● Source data:
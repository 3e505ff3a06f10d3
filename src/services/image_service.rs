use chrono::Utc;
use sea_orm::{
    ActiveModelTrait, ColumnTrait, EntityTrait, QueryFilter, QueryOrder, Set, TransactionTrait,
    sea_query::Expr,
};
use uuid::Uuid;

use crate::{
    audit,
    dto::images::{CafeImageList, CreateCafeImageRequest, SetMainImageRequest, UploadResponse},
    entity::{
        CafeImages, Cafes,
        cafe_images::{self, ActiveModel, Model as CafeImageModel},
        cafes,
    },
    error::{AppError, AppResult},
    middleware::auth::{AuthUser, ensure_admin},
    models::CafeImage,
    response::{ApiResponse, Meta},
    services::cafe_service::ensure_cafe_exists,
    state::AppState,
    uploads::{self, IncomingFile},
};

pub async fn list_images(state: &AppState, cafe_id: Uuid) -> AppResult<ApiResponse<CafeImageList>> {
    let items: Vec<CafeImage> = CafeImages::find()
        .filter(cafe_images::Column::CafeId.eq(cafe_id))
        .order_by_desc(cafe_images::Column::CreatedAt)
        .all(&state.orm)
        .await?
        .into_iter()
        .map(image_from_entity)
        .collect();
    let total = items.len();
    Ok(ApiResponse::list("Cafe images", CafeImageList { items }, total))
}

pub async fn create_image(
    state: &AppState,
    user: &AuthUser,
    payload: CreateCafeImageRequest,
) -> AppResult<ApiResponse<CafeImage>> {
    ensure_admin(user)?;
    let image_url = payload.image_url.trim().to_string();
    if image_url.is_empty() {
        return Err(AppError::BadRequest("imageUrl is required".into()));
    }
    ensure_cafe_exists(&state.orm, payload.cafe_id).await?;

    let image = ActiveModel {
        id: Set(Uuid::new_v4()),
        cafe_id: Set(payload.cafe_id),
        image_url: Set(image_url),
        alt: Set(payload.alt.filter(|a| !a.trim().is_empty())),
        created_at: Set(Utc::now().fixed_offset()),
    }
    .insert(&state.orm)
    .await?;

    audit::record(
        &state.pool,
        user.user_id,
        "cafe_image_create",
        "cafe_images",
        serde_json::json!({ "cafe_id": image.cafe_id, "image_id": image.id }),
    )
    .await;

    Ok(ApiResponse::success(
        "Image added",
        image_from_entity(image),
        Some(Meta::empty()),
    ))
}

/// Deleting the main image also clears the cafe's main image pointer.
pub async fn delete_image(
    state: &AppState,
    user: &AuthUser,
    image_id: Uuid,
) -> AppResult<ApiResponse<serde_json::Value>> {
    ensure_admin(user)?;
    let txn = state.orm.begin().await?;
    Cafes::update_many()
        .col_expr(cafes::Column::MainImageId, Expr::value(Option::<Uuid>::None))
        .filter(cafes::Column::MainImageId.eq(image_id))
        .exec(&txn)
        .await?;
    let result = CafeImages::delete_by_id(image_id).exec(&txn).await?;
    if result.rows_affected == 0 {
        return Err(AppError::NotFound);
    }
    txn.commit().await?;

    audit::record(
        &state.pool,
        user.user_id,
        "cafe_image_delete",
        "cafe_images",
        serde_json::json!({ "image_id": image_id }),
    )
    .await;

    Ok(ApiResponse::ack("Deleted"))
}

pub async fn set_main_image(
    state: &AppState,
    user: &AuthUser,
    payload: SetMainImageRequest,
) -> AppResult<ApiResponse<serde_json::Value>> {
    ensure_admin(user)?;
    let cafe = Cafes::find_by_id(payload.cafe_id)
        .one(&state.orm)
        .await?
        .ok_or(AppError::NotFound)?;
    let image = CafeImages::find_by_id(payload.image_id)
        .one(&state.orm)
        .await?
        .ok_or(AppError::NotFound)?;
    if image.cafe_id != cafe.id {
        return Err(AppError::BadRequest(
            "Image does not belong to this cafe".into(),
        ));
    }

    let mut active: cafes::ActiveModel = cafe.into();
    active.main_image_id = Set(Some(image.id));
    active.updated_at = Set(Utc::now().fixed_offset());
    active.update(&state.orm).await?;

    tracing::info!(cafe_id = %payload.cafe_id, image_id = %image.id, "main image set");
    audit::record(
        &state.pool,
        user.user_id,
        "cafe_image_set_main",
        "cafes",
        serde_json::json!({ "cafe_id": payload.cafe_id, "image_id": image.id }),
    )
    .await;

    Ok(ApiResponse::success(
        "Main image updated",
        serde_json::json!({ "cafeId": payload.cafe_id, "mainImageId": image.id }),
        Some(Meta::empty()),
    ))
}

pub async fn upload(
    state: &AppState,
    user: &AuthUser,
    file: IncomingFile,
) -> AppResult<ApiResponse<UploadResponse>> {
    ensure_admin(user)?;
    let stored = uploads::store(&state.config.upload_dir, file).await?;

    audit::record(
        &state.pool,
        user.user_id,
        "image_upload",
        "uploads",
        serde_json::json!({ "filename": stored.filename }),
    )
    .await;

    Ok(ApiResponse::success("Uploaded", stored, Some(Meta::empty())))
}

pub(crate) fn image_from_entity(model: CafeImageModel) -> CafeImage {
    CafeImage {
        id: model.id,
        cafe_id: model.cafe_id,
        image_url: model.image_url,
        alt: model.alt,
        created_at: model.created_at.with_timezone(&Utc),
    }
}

--

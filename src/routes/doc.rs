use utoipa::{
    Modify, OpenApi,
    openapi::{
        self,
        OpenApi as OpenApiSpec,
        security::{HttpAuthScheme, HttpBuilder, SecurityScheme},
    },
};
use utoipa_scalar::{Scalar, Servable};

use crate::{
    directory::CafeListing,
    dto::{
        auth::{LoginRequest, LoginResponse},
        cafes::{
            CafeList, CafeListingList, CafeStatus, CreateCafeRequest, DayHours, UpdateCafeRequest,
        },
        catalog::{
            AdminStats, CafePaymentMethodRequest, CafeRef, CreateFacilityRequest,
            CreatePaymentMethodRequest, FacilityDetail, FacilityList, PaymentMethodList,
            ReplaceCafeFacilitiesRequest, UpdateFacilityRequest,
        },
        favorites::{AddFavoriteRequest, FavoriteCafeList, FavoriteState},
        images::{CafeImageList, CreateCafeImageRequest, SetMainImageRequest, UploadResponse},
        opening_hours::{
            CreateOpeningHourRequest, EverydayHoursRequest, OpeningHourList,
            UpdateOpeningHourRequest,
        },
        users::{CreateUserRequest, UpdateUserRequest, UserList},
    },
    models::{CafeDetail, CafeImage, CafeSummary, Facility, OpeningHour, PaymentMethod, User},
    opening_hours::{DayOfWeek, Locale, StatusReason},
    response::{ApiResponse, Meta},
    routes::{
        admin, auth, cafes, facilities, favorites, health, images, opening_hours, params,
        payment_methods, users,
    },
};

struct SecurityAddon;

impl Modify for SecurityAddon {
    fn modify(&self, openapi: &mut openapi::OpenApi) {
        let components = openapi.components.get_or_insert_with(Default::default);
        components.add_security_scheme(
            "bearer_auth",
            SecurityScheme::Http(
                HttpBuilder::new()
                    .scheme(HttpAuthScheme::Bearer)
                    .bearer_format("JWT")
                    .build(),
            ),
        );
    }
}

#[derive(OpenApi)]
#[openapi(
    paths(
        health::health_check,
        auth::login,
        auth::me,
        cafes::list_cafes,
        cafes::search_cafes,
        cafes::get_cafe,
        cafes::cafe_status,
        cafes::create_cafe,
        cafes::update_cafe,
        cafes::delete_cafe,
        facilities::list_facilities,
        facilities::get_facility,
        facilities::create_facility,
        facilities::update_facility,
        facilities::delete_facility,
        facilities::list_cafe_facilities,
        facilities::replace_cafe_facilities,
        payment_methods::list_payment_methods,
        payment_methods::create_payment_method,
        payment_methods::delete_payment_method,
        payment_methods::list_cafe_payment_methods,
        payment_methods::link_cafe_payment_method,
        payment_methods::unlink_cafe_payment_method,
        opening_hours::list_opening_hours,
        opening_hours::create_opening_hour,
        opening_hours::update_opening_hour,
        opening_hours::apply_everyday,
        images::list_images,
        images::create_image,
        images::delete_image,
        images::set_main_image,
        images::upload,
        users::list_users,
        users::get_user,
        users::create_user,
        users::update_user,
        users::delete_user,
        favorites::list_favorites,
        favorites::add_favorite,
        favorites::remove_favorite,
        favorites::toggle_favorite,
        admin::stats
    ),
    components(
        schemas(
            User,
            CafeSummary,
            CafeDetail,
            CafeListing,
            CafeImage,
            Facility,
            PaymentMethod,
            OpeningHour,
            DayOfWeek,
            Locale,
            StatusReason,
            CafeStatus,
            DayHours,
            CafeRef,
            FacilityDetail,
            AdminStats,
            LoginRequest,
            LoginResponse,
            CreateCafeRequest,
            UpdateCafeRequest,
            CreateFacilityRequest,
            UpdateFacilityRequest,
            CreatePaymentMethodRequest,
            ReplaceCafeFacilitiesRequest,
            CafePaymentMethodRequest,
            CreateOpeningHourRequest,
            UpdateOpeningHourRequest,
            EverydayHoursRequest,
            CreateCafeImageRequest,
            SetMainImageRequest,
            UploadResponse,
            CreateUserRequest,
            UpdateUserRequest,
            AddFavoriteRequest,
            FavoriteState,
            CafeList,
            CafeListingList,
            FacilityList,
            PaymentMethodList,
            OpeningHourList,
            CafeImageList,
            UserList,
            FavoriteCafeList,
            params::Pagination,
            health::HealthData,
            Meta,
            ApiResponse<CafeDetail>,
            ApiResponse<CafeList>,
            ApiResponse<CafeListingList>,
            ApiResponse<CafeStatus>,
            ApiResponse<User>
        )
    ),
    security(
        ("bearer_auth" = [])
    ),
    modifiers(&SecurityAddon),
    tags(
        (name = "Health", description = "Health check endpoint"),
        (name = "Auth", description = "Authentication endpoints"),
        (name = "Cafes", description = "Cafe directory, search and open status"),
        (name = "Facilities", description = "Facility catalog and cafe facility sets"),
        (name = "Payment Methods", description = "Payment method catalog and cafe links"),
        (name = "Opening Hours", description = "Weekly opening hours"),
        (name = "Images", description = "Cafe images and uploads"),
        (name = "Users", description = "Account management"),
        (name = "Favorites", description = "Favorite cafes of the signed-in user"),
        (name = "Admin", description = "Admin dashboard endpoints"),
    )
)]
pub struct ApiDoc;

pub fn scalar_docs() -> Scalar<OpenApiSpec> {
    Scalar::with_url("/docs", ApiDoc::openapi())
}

● Assignment: Using the listing above, report each line that mentions the word "CreateOpeningHourRequest".

● Exercise response:
            CreateOpeningHourRequest, EverydayHoursRequest, OpeningHourList,
            CreateOpeningHourRequest,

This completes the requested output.